**Work instruction:** Across these entries, how many lines contain the word "until"? Answer with only the number.

[Dataset excerpts]
++++

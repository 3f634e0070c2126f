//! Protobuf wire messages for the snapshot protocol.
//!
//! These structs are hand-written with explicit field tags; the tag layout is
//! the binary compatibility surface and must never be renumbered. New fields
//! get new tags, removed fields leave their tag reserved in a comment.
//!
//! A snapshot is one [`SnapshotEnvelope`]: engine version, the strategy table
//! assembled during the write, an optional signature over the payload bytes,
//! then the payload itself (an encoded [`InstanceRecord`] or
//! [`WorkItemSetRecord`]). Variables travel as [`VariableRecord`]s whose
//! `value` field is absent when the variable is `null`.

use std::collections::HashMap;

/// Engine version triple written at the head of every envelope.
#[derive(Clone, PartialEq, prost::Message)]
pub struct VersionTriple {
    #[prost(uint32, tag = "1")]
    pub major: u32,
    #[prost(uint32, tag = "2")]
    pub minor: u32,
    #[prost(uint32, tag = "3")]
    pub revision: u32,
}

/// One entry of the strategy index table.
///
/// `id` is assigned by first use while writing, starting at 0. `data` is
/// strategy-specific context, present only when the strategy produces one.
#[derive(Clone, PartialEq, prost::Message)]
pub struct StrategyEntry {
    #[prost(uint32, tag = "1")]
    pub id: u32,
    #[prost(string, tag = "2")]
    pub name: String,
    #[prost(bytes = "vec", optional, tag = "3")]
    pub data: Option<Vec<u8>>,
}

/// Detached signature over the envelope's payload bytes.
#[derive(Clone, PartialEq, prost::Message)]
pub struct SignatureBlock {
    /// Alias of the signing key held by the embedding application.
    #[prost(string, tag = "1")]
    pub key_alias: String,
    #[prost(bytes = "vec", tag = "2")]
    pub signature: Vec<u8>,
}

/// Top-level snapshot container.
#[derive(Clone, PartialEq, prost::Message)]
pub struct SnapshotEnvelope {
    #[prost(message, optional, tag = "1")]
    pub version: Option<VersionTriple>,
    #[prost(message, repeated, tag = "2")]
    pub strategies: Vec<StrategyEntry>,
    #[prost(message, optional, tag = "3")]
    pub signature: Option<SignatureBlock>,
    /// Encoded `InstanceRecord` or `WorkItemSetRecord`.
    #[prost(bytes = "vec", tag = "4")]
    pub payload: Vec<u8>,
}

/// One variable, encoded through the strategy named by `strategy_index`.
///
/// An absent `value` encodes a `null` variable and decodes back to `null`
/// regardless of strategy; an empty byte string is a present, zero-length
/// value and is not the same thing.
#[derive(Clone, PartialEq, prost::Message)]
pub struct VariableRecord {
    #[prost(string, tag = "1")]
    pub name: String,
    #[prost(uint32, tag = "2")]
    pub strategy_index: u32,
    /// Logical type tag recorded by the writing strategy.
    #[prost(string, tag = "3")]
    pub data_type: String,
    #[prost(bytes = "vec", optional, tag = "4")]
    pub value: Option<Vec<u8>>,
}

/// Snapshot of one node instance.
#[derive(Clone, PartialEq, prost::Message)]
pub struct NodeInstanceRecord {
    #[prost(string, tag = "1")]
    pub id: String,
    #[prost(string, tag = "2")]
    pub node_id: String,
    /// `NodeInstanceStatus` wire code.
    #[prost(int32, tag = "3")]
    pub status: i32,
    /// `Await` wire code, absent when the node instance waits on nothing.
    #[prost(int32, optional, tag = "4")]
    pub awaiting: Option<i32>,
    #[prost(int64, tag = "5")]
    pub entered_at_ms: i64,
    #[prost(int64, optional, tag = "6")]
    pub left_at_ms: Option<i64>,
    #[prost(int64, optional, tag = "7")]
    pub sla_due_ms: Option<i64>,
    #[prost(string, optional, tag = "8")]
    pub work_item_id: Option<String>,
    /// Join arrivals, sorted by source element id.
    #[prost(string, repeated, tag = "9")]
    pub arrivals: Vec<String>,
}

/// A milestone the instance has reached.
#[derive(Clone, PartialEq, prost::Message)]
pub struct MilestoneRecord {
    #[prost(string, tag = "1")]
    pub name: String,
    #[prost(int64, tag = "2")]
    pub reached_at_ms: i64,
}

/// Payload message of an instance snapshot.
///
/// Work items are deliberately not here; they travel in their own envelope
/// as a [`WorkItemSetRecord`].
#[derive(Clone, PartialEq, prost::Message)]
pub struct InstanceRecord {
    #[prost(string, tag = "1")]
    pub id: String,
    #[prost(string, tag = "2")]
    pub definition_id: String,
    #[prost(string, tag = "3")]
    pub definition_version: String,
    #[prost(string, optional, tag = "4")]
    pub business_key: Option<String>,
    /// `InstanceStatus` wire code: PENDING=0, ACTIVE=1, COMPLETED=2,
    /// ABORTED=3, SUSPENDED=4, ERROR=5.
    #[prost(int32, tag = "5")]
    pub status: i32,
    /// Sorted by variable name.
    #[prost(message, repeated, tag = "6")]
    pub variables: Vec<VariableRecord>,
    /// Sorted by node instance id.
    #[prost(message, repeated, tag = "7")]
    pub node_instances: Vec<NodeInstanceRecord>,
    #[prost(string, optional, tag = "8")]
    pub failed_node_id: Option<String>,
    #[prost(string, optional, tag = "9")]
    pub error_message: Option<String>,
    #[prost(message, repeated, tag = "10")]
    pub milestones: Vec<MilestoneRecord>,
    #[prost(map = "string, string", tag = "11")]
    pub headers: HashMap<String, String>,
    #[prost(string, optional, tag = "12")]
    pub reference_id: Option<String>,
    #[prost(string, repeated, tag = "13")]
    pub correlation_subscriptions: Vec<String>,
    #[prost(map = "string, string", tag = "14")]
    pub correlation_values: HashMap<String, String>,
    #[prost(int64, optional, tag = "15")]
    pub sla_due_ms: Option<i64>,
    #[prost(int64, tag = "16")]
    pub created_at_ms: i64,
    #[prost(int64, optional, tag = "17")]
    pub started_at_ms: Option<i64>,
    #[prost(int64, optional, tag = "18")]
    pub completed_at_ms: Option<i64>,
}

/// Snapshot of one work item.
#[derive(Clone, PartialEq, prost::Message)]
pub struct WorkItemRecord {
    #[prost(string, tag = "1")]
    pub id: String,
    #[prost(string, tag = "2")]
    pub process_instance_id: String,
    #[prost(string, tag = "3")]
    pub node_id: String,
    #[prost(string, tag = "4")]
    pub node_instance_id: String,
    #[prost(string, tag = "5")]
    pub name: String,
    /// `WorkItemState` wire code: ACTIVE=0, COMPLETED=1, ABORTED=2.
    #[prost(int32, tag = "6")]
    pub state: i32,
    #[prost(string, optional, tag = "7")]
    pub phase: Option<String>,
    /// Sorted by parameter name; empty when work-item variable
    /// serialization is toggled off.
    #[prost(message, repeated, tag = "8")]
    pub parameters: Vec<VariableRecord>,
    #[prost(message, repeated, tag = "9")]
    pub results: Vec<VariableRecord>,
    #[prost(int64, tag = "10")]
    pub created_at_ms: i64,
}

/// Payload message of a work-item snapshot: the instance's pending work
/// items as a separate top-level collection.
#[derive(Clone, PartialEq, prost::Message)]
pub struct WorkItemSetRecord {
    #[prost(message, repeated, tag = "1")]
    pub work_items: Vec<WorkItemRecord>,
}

++++

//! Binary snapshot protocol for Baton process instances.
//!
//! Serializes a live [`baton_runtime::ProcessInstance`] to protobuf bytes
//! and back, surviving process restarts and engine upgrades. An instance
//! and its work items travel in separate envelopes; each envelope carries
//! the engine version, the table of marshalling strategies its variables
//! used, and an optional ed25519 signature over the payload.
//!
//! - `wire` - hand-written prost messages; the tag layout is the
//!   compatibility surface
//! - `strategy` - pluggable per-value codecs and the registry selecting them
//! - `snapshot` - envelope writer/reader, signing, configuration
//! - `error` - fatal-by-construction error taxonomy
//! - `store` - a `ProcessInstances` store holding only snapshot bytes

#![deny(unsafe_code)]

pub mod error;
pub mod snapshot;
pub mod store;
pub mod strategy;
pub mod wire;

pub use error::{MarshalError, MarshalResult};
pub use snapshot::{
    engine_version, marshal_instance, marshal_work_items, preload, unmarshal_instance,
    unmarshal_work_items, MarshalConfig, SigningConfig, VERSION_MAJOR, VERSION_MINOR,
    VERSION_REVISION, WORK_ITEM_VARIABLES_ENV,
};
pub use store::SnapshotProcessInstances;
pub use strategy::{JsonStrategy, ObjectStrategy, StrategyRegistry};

++++

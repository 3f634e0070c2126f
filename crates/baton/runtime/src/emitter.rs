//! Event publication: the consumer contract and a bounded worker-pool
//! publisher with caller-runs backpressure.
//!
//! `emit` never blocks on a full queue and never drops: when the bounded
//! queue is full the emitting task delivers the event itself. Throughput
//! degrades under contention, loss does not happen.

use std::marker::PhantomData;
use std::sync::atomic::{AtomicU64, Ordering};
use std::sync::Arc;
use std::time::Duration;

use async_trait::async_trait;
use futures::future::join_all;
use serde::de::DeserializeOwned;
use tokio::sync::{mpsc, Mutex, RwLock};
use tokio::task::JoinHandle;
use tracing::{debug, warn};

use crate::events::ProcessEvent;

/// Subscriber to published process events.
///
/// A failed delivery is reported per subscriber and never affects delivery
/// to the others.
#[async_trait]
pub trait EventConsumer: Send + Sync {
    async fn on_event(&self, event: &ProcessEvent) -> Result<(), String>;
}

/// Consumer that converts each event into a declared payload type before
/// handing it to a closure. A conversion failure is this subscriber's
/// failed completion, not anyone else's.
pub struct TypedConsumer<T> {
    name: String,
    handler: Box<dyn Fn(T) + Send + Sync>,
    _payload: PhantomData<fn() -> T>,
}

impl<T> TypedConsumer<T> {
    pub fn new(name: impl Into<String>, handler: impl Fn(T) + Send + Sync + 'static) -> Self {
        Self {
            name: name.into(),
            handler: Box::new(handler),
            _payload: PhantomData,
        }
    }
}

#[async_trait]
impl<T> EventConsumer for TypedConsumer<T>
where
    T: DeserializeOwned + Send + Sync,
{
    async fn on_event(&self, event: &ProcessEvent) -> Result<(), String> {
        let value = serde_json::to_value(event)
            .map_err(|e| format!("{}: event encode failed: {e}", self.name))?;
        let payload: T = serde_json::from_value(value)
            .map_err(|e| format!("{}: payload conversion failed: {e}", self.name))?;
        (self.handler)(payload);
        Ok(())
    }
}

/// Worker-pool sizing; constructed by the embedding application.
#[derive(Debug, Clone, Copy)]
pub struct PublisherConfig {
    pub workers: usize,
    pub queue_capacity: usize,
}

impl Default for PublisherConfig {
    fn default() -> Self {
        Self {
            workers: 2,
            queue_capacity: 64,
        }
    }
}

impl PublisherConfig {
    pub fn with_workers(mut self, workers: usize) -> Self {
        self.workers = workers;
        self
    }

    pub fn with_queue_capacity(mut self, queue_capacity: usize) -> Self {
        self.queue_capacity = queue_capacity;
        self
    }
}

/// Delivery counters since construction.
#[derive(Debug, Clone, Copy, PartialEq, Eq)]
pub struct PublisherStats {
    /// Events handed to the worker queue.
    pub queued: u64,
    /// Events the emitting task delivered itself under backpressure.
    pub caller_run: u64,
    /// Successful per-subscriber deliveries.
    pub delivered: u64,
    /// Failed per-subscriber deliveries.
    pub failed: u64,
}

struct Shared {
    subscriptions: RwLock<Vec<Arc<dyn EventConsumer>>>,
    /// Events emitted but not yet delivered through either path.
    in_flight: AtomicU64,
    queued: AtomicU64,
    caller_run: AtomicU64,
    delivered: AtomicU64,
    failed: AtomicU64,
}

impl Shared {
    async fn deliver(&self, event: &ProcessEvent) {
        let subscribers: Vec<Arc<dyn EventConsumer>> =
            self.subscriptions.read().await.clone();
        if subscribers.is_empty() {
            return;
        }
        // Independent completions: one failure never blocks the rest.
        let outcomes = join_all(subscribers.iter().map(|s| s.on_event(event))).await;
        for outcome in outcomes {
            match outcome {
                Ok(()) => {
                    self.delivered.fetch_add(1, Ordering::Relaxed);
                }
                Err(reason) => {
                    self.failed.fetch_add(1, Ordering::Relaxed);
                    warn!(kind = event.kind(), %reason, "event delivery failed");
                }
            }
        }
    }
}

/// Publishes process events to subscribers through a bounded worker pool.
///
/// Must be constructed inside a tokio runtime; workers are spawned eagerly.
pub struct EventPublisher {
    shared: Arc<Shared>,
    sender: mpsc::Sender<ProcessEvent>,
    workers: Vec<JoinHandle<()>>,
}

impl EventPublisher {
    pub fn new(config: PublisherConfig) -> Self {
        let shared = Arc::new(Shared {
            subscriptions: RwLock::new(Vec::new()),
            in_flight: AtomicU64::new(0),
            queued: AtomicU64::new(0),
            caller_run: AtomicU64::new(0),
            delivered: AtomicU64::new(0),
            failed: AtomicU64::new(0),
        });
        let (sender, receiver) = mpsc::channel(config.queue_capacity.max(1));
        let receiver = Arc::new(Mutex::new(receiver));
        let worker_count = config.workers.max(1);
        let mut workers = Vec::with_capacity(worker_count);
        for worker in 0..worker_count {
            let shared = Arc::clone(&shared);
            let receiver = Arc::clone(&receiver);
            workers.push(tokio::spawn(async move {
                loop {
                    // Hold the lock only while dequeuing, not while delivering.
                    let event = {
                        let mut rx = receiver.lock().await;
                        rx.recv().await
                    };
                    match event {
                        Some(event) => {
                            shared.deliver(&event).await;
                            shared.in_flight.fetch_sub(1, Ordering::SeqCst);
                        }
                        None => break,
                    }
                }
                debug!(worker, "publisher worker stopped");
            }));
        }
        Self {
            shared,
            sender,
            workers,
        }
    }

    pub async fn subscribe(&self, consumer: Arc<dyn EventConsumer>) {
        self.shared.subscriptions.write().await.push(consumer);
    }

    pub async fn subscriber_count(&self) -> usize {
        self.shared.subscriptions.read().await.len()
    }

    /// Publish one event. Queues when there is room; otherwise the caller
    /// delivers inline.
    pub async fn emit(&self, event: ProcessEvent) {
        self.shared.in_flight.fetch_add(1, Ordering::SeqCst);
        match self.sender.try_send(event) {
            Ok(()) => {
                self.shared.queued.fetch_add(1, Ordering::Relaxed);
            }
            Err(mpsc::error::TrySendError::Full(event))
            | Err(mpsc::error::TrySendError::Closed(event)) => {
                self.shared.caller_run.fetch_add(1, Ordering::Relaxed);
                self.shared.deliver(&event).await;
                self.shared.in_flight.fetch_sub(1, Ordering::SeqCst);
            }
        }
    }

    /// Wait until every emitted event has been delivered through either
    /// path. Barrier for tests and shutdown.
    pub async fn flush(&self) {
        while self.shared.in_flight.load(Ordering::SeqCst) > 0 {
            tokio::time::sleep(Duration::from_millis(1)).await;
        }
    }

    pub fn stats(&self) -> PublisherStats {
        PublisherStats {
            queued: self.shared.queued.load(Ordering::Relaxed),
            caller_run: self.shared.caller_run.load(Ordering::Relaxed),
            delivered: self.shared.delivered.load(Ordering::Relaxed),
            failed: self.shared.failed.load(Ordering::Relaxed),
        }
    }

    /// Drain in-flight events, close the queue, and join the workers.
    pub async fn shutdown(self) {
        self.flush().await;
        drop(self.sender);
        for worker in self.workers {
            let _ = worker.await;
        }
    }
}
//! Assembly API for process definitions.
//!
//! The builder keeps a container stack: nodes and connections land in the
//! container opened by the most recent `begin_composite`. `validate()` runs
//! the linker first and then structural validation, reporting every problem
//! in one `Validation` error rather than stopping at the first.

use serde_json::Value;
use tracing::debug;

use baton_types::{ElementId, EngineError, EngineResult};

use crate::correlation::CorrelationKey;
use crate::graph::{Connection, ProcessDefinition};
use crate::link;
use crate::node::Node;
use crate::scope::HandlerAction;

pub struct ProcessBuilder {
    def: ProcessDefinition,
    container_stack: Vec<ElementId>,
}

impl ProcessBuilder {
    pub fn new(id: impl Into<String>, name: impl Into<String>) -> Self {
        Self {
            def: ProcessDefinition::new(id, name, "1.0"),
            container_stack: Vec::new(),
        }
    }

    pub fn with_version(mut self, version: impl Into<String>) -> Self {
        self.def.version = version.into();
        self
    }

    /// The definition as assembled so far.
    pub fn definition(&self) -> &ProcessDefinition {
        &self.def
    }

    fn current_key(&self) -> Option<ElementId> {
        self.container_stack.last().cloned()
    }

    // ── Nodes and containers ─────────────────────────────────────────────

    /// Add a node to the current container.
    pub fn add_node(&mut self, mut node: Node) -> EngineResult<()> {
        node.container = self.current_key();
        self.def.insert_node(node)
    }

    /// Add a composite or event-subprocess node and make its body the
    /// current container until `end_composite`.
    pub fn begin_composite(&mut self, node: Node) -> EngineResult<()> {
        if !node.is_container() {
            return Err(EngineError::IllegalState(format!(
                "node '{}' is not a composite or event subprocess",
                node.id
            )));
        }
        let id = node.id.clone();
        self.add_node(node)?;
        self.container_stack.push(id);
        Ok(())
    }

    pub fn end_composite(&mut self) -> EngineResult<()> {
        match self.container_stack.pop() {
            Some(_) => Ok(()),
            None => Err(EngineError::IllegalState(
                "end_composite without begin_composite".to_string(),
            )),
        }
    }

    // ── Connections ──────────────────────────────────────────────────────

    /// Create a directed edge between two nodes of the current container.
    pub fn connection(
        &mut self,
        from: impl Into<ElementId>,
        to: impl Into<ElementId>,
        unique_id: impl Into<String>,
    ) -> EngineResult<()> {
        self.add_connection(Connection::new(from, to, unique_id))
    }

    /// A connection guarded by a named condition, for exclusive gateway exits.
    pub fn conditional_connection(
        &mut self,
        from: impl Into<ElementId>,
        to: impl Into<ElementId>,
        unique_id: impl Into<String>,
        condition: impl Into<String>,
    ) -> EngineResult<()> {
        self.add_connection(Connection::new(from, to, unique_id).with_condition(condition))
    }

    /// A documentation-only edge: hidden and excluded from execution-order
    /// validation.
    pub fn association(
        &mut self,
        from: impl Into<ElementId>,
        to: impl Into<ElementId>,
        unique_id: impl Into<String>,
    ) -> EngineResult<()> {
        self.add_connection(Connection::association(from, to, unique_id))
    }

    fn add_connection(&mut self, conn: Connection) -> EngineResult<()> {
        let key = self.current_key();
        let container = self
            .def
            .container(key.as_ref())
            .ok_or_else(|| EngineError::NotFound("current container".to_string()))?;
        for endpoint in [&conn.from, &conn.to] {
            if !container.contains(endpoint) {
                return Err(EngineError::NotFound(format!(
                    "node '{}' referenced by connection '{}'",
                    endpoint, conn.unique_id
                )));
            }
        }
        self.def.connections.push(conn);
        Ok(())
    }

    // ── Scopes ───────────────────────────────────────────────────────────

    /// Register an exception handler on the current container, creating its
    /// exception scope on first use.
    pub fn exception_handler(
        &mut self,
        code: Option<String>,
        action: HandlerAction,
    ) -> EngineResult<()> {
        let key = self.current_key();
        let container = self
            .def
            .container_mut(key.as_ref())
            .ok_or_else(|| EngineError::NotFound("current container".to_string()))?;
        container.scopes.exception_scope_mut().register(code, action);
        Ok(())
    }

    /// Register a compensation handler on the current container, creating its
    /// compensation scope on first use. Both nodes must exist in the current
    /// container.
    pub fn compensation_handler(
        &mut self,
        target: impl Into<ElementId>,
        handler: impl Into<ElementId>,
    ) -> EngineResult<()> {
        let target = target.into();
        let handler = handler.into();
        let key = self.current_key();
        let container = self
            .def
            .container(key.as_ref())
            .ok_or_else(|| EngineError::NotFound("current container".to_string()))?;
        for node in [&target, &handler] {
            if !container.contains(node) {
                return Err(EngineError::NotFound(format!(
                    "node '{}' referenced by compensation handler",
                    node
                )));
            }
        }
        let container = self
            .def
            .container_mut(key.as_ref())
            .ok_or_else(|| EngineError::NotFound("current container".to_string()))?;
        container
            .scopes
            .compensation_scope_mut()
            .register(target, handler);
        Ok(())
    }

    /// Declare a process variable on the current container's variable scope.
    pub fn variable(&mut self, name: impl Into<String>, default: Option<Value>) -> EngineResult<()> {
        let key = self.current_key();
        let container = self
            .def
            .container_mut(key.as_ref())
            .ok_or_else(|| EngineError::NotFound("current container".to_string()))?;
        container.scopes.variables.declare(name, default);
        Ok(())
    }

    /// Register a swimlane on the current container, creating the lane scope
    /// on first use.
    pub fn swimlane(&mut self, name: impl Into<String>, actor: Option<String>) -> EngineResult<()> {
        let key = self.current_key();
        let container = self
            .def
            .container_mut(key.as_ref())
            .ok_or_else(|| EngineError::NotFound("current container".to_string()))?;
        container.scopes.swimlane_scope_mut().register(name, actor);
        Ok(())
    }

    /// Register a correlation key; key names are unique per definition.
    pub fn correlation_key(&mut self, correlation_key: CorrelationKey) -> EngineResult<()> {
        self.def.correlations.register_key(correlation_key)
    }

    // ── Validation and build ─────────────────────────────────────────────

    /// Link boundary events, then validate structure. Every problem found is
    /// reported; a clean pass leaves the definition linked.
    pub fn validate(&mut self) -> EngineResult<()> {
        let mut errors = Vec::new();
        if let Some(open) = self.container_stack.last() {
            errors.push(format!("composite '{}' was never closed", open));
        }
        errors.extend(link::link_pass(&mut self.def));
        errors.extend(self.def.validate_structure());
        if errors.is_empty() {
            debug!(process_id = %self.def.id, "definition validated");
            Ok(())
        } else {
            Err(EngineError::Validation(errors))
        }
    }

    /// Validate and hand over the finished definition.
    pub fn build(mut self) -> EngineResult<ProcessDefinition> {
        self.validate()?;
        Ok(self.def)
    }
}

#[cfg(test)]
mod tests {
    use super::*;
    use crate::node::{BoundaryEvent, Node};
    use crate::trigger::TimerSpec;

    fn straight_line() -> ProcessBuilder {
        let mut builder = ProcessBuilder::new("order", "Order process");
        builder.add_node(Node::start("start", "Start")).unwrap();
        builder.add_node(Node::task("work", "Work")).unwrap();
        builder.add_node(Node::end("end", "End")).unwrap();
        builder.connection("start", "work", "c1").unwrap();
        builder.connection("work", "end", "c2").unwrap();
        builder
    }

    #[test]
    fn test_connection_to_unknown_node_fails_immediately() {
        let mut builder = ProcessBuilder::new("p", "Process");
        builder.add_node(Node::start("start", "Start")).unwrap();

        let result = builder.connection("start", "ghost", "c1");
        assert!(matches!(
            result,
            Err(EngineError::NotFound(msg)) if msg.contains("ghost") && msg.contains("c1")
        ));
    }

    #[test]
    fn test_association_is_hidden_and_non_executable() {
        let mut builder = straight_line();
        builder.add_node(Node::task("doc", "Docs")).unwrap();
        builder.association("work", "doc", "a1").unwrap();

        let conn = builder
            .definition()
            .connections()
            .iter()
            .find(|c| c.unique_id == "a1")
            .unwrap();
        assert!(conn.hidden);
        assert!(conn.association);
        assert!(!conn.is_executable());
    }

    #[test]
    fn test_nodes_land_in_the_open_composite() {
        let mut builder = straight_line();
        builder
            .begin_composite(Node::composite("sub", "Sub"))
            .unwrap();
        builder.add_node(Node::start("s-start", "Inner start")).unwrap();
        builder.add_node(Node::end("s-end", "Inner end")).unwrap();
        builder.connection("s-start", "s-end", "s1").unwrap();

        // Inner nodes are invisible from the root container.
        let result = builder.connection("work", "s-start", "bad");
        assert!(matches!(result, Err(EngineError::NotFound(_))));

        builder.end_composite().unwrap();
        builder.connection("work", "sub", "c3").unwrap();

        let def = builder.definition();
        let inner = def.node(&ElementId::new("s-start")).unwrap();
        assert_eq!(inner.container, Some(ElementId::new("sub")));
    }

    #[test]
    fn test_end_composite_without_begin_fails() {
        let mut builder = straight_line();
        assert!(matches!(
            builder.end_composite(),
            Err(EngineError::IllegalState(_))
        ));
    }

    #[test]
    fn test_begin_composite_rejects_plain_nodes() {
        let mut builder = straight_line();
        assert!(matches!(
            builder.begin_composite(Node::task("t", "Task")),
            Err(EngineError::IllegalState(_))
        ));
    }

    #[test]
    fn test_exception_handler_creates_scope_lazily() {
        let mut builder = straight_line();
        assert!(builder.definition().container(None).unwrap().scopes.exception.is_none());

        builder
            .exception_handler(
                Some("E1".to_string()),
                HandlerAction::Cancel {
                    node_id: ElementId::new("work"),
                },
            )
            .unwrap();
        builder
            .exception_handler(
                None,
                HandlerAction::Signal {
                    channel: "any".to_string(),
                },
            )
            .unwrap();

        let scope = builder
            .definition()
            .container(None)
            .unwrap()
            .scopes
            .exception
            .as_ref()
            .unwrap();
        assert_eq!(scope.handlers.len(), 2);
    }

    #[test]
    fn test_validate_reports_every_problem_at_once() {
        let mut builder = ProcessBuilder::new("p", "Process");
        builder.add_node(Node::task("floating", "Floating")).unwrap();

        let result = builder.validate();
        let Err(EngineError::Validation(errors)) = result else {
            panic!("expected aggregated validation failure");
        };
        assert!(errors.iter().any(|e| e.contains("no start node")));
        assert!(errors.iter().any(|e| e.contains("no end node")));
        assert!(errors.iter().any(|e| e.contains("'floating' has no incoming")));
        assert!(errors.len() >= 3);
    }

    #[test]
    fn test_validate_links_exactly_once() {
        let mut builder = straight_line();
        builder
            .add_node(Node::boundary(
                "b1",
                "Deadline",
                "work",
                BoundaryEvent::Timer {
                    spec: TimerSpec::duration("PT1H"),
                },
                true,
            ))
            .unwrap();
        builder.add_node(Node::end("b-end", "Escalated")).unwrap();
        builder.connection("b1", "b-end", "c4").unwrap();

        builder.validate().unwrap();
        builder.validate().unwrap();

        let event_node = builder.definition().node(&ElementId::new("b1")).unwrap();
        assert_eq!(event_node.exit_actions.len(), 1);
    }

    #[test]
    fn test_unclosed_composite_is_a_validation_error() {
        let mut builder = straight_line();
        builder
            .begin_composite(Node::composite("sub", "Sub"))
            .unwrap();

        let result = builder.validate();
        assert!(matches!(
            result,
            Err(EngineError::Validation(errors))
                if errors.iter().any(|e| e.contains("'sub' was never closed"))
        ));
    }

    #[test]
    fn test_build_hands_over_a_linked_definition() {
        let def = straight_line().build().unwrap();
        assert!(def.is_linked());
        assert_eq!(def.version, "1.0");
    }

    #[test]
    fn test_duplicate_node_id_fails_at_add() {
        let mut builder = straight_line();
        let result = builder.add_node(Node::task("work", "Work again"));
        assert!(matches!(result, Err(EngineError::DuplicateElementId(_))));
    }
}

++++

**Exercise response:** 2